Analyse complète des facteurs de l'hôte et du virus impliqués dans la réplication et son lien avec l'assemblage du virus de la fièvre hémorragique de Crimée-Congo – HOVIRAC

Le virus de la fièvre hémorragique de Crimée-Congo (CCHFV) est un virus pathogène chez l’homme avec un taux de létalité de 30%. En raison de sa pathogénicité, ce virus est classifié comme pathogène de niveau 4. A ce jour, aucun vaccin ni traitement n’ont été développés. Ce virus est endémique en Asie, au Moyen-Orient, en Afrique, en Europe de l’Est. Une séroprévalence élevée chez les animaux sauvages et d'élevage et la détection de multiples souches du CCHFV chez des tiques en France suggère que le cycle enzootique du CCHFV s'est déjà établi dans certaines régions du sud-ouest de l'Europe y compris en France. Les premiers cas humains en Europe de l’Ouest ont été identifiés dans les années 2013 en Espagne avec 17 cas rapportés au total, un taux de mortalité de 40%, et dans 2 cas, une transmission interhumaine. Enfin l’infection par CCHFV a été placée par l’OMS dans la liste des maladies prioritaires.

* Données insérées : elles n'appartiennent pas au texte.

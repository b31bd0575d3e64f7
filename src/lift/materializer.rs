// Register materialization. Architectural registers are modelled as memory: each register
// a function touches gets a stack slot, created on first reference and initialized at the
// function entry from a module global that holds the register's value across function
// boundaries. At every return the slots are written back to their globals. Within a
// function all reads and writes of a register therefore go through its slot, and
// cross-function continuity exists only through the globals.

//! Register slots and their backing globals.

use crate::core::{Diagnostic, DiagnosticKind, LiftSession, RegisterInfo};
use crate::dag::Reg;
use crate::ir::{BlockId, DebugLoc, Function, InstId, IrBuilder, Module, Type, Value};
use super::context::NameResolver;
use thiserror::Error;

/// Why a register operand could not be materialized.
#[derive(Error, Debug, Clone, PartialEq, Eq)]
pub enum RegisterError {
    #[error("register operand is the no-register sentinel")]
    NoRegister,

    #[error("register index {index} is outside the {count} registers of the target")]
    OutOfRange { index: u32, count: usize },

    #[error("register index {0} has no name")]
    Unnamed(u32),

    #[error("register {0} has no data type")]
    Untyped(String),
}

/// Everything materialization touches besides its own slot map.
pub struct RegisterScope<'s> {
    pub reg_info: &'s dyn RegisterInfo,
    pub module: &'s mut Module,
    pub func: &'s mut Function,
    pub names: &'s mut NameResolver,
}

/// Per-function map from register index to its stack slot.
#[derive(Debug, Clone)]
pub struct RegisterMaterializer {
    slots: Vec<Option<InstId>>,
}

impl RegisterMaterializer {
    pub fn new(num_regs: usize) -> Self {
        Self { slots: vec![None; num_regs] }
    }

    pub fn slot(&self, reg: Reg) -> Option<InstId> {
        self.slots.get(reg.index()).copied().flatten()
    }

    /// Registers that currently have a slot, in ascending index order.
    pub fn materialized(&self) -> impl Iterator<Item = (Reg, InstId)> + '_ {
        self.slots
            .iter()
            .enumerate()
            .filter_map(|(i, slot)| slot.map(|s| (Reg(i as u32), s)))
    }

    pub fn clear(&mut self) {
        self.slots.iter_mut().for_each(|slot| *slot = None);
    }

    /// Slot of `reg`, creating it at the end of `entry` on first use.
    ///
    /// Creation declares the register's global if needed (zero-initialized) and
    /// inserts `alloca`, a load of the global, and a store into the slot.
    pub fn materialize(
        &mut self,
        reg: Reg,
        scope: RegisterScope<'_>,
        entry: BlockId,
    ) -> Result<InstId, RegisterError> {
        if reg.is_none() {
            return Err(RegisterError::NoRegister);
        }
        if !scope.reg_info.is_valid(reg) || reg.index() >= self.slots.len() {
            return Err(RegisterError::OutOfRange { index: reg.0, count: scope.reg_info.num_regs() });
        }
        if let Some(slot) = self.slot(reg) {
            return Ok(slot);
        }

        let name = scope.reg_info.reg_name(reg).ok_or(RegisterError::Unnamed(reg.0))?.to_string();
        let ty: Type = scope
            .reg_info
            .reg_type(reg)
            .and_then(|vt| vt.to_ir())
            .ok_or_else(|| RegisterError::Untyped(name.clone()))?;

        let global = scope.module.add_global(&name, ty, Value::zero(ty));
        let slot_name = scope.names.indexed_name(scope.func.symbols_mut(), &name);
        let init_name = scope.names.indexed_name(scope.func.symbols_mut(), &name);

        let mut b = IrBuilder::before_terminator(&mut *scope.func, entry);
        let slot = b.alloca(ty, &slot_name);
        let init = b.load(ty, Value::Global(global), false, &init_name);
        b.store(init, Value::Inst(slot), false);

        log::trace!("materialized register {name} as %{slot_name}");
        self.slots[reg.index()] = Some(slot);
        Ok(slot)
    }

    /// Write every slot back to its global ahead of the terminator of `block`.
    pub fn flush(
        &self,
        scope: RegisterScope<'_>,
        block: BlockId,
        loc: Option<DebugLoc>,
        session: &LiftSession<'_>,
    ) {
        for (reg, slot) in self.materialized() {
            let name = scope.reg_info.reg_name(reg).unwrap_or_default().to_string();
            let Some(global) = scope.module.global(&name) else {
                session.report(Diagnostic::new(
                    DiagnosticKind::MissingGlobal,
                    None,
                    format!("register slot for '{name}' has no global to flush to"),
                ));
                continue;
            };
            let Some(ty) = scope.func.allocated_type(slot) else {
                continue;
            };

            let value_name = scope.names.indexed_name(scope.func.symbols_mut(), &name);
            let mut b = IrBuilder::before_terminator(&mut *scope.func, block).with_loc(loc);
            let value = b.load(ty, Value::Inst(slot), false, &value_name);
            b.store(value, Value::Global(global), false);
        }
    }
}

#[cfg(test)]
mod tests {
    use super::*;
    use crate::dag::ValueType;
    use crate::ir::{Destination, InstKind};

    struct TwoRegs;

    impl RegisterInfo for TwoRegs {
        fn num_regs(&self) -> usize {
            3
        }

        fn reg_name(&self, reg: Reg) -> Option<&str> {
            match reg.0 {
                1 => Some("A"),
                2 => Some("B"),
                _ => None,
            }
        }

        fn reg_type(&self, reg: Reg) -> Option<ValueType> {
            (reg.0 == 1 || reg.0 == 2).then_some(ValueType::I64)
        }
    }

    fn function_with_entry() -> (Function, BlockId) {
        let mut func = Function::new("f");
        let entry = func.add_block("entry");
        let body = func.add_block("body");
        IrBuilder::at_end(&mut func, entry).br(Destination::Block(body));
        (func, entry)
    }

    #[test]
    fn test_materialize_once_per_register() {
        let mut module = Module::new("m");
        let (mut func, entry) = function_with_entry();
        let mut names = NameResolver::default();
        let mut regs = RegisterMaterializer::new(3);

        let first = regs
            .materialize(Reg(1), RegisterScope { reg_info: &TwoRegs, module: &mut module, func: &mut func, names: &mut names }, entry)
            .unwrap();
        let second = regs
            .materialize(Reg(1), RegisterScope { reg_info: &TwoRegs, module: &mut module, func: &mut func, names: &mut names }, entry)
            .unwrap();
        assert_eq!(first, second);

        assert_eq!(module.globals().len(), 1);
        assert_eq!(func.block(entry).insts.len(), 4);
        assert_eq!(func.inst(first).name, "A");
        assert!(matches!(func.inst(first).kind, InstKind::Alloca { allocated: Type::I64 }));
    }

    #[test]
    fn test_invalid_registers_are_rejected() {
        let mut module = Module::new("m");
        let (mut func, entry) = function_with_entry();
        let mut names = NameResolver::default();
        let mut regs = RegisterMaterializer::new(3);

        let none = regs.materialize(
            Reg::NONE,
            RegisterScope { reg_info: &TwoRegs, module: &mut module, func: &mut func, names: &mut names },
            entry,
        );
        assert_eq!(none, Err(RegisterError::NoRegister));
        let out_of_range = regs.materialize(
            Reg(7),
            RegisterScope { reg_info: &TwoRegs, module: &mut module, func: &mut func, names: &mut names },
            entry,
        );
        assert_eq!(out_of_range, Err(RegisterError::OutOfRange { index: 7, count: 3 }));
        assert!(module.globals().is_empty());
    }
}
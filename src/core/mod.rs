// This module gathers the infrastructure shared by every part of liftdag: the error
// types, the lifting session with its diagnostic stream and statistics, the options of a
// lifting run, and the traits a target description implements. Nothing here knows about
// a particular architecture or about how nodes are translated; the graph, IR and lifter
// modules build on these pieces.

//! Core liftdag infrastructure.
//!
//! # Key Components
//!
//! ## Session Management (`session`)
//! - Arena-backed string interning using `bumpalo`
//! - Diagnostic collection and lifting statistics
//!
//! ## Errors (`error`)
//! - Structural lifting errors and text-format parse errors
//!
//! ## Target Seams (`target`)
//! - Register descriptions, machine opcode tables and inverse selectors

pub mod error;
pub mod options;
pub mod session;
pub mod target;

pub use error::{LiftError, LiftResult, ParseError};
pub use options::LiftOptions;
pub use session::{Diagnostic, DiagnosticKind, LiftSession, SessionStats};
pub use target::{InverseSelector, RegisterInfo, Rewrite, Target};
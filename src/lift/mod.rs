// Lifting from operation graphs to IR. select runs the target's reverse instruction
// selector over a graph; emitter and ops lower canonical nodes to IR with memoization;
// context and materializer hold the per-function translation state; lifter ties the
// stages together for a sequence of functions.

//! Graph-to-IR lifting.

pub mod context;
pub mod emitter;
pub mod lifter;
pub mod materializer;
mod ops;
pub mod select;

pub use context::{NameResolver, NodeValues, TranslationContext, VisitCache};
pub use emitter::DagEmitter;
pub use lifter::Lifter;
pub use materializer::{RegisterError, RegisterMaterializer, RegisterScope};
pub use select::{fixup_canonical, select_dag, SelectCx};
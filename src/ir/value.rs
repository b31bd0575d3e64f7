// Value handles for the output IR. Instructions, blocks and globals live in dense vectors
// owned by their Function or Module and are addressed by small index newtypes. A Value is
// either one of those handles or an inline literal, which keeps operands Copy and lets the
// emitter cache them per graph node without lifetimes.

//! IR value handles.

use super::types::Type;

/// Index of an instruction inside its function.
#[derive(Debug, Clone, Copy, PartialEq, Eq, Hash, PartialOrd, Ord)]
pub struct InstId(pub u32);

/// Index of a basic block inside its function.
#[derive(Debug, Clone, Copy, PartialEq, Eq, Hash, PartialOrd, Ord)]
pub struct BlockId(pub u32);

/// Index of a module-scope global.
#[derive(Debug, Clone, Copy, PartialEq, Eq, Hash, PartialOrd, Ord)]
pub struct GlobalId(pub u32);

impl InstId {
    pub fn index(self) -> usize {
        self.0 as usize
    }
}

impl BlockId {
    pub fn index(self) -> usize {
        self.0 as usize
    }
}

impl GlobalId {
    pub fn index(self) -> usize {
        self.0 as usize
    }
}

/// An operand of an IR instruction.
#[derive(Debug, Clone, Copy, PartialEq)]
pub enum Value {
    /// Result of an instruction in the current function.
    Inst(InstId),
    /// Address of a module global.
    Global(GlobalId),
    /// Integer literal; `bits` holds the two's complement pattern.
    ConstInt { ty: Type, bits: u64 },
    ConstFloat { ty: Type, value: f64 },
    Undef(Type),
}

impl Value {
    pub fn const_int(ty: Type, bits: u64) -> Value {
        Value::ConstInt { ty, bits: truncate_bits(bits, ty.bits()) }
    }

    pub fn bool(flag: bool) -> Value {
        Value::ConstInt { ty: Type::I1, bits: flag as u64 }
    }

    /// The all-zero literal of `ty`, used for register globals and sentinel replacement.
    pub fn zero(ty: Type) -> Value {
        match ty {
            Type::F32 | Type::F64 => Value::ConstFloat { ty, value: 0.0 },
            Type::Void => Value::Undef(ty),
            Type::Int(_) | Type::Ptr | Type::Vector { .. } => Value::ConstInt { ty, bits: 0 },
        }
    }

    pub fn as_inst(self) -> Option<InstId> {
        match self {
            Value::Inst(id) => Some(id),
            _ => None,
        }
    }

    pub fn is_constant(self) -> bool {
        matches!(self, Value::ConstInt { .. } | Value::ConstFloat { .. } | Value::Undef(_))
    }
}

/// Keep only the low `width` bits of `bits`.
pub fn truncate_bits(bits: u64, width: u32) -> u64 {
    if width == 0 || width >= 64 {
        bits
    } else {
        bits & ((1u64 << width) - 1)
    }
}

/// Interpret the low `width` bits of `bits` as a signed number.
pub fn sign_extend_bits(bits: u64, width: u32) -> i64 {
    if width == 0 || width >= 64 {
        bits as i64
    } else {
        let shift = 64 - width;
        ((bits << shift) as i64) >> shift
    }
}

#[cfg(test)]
mod tests {
    use super::*;

    #[test]
    fn test_const_int_is_truncated() {
        assert_eq!(
            Value::const_int(Type::I8, 0x1ff),
            Value::ConstInt { ty: Type::I8, bits: 0xff }
        );
    }

    #[test]
    fn test_sign_extend_bits() {
        assert_eq!(sign_extend_bits(0xfff8, 16), -8);
        assert_eq!(sign_extend_bits(0x7fff, 16), 0x7fff);
        assert_eq!(sign_extend_bits(u64::MAX, 64), -1);
    }
}
// Per-function symbol table. Every named value of a function reserves its name here, and
// a colliding request is disambiguated with a numeric suffix. The table remembers the
// last suffix handed out per base name, so a later collision on the same base always gets
// a strictly larger suffix even after the lifter's own name-derivation state is reset at
// a return. A base ending in a digit gets an underscore separator (X3 becomes X3_1) so
// the suffix cannot be confused with part of the base.

//! Function-scoped symbol table with suffix disambiguation.

use hashbrown::{HashMap, HashSet};

#[derive(Debug, Default, Clone)]
pub struct SymbolTable {
    names: HashSet<String>,
    last_suffix: HashMap<String, u32>,
}

impl SymbolTable {
    pub fn new() -> Self {
        Self::default()
    }

    pub fn contains(&self, name: &str) -> bool {
        self.names.contains(name)
    }

    pub fn len(&self) -> usize {
        self.names.len()
    }

    pub fn is_empty(&self) -> bool {
        self.names.is_empty()
    }

    /// Reserve `base` if it is free, otherwise the first free suffixed form.
    ///
    /// Returns the reserved name. An empty base stays empty and reserves nothing.
    pub fn unique_name(&mut self, base: &str) -> String {
        if base.is_empty() {
            return String::new();
        }
        if !self.names.contains(base) {
            self.names.insert(base.to_string());
            return base.to_string();
        }

        let separator = if base.ends_with(|c: char| c.is_ascii_digit()) { "_" } else { "" };
        let counter = self.last_suffix.entry(base.to_string()).or_insert(0);
        loop {
            *counter += 1;
            let candidate = format!("{base}{separator}{counter}");
            if !self.names.contains(&candidate) {
                self.names.insert(candidate.clone());
                return candidate;
            }
        }
    }
}

#[cfg(test)]
mod tests {
    use super::*;

    #[test]
    fn test_first_use_keeps_base() {
        let mut table = SymbolTable::new();
        assert_eq!(table.unique_name("tmp"), "tmp");
        assert_eq!(table.unique_name("tmp"), "tmp1");
        assert_eq!(table.unique_name("tmp"), "tmp2");
    }

    #[test]
    fn test_digit_suffix_gets_separator() {
        let mut table = SymbolTable::new();
        assert_eq!(table.unique_name("X3"), "X3");
        assert_eq!(table.unique_name("X3"), "X3_1");
        assert_eq!(table.unique_name("X3"), "X3_2");
    }

    #[test]
    fn test_suffix_skips_taken_names() {
        let mut table = SymbolTable::new();
        table.unique_name("a");
        table.unique_name("a1");
        assert_eq!(table.unique_name("a"), "a2");
        assert_eq!(table.unique_name("a"), "a3");
    }

    #[test]
    fn test_empty_base_is_unnamed() {
        let mut table = SymbolTable::new();
        assert_eq!(table.unique_name(""), "");
        assert!(table.is_empty());
    }
}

CCHFV est un virus enveloppé, appartenant au genre Orthonairovirus. Le génome de CCHFV est composé de trois segments d’ARN négatifs. La réplication se place au niveau du cytosol et 6 protéines non structurales et 4 protéines structurales sont traduites, incluant la polymérase L et la nucléoprotéine NP. La protéine NP enveloppe les ARN génomiques et l'association de L forme les ribonucléoprotéines (RNP), qui vont ensuite être enveloppées par des membranes intracellulaires. A ce jour, peu de choses sont connues sur les facteurs cellulaires modulant cette étape clé du cycle viral.
Dans ce contexte, le projet HOVIRAC vise à mieux comprendre la réplication de CCHFV en déterminant d’une part, les sites de réplication et d’autres part, les facteurs cellulaires essentiels pour la réplication.
Le premier axe du projet permettra d’identifier le microenvironnement cellulaire où la réplication se produit par différentes approches de microscopie. Un deuxième axe du projet déterminera les facteurs enrichis au niveau des sites de réplication et important pour la réplication, par une approche de marquage de proximité couplé à de la purification d'affinité et de la spectrométrie de masse ou la détermination de l'intéractome des protéines virales NP ou L. Enfin un troisième axe s’intéressera aux facteurs permettant le transport de la ribonucléoprotéine virale des sites de réplication au site d’assemblage.
L’acquisition de ces connaissances sur la réplication de CCHFV permettra de découvrir de nouvelles cibles thérapeutiques et de mieux anticiper l’émergence de ce pathogène.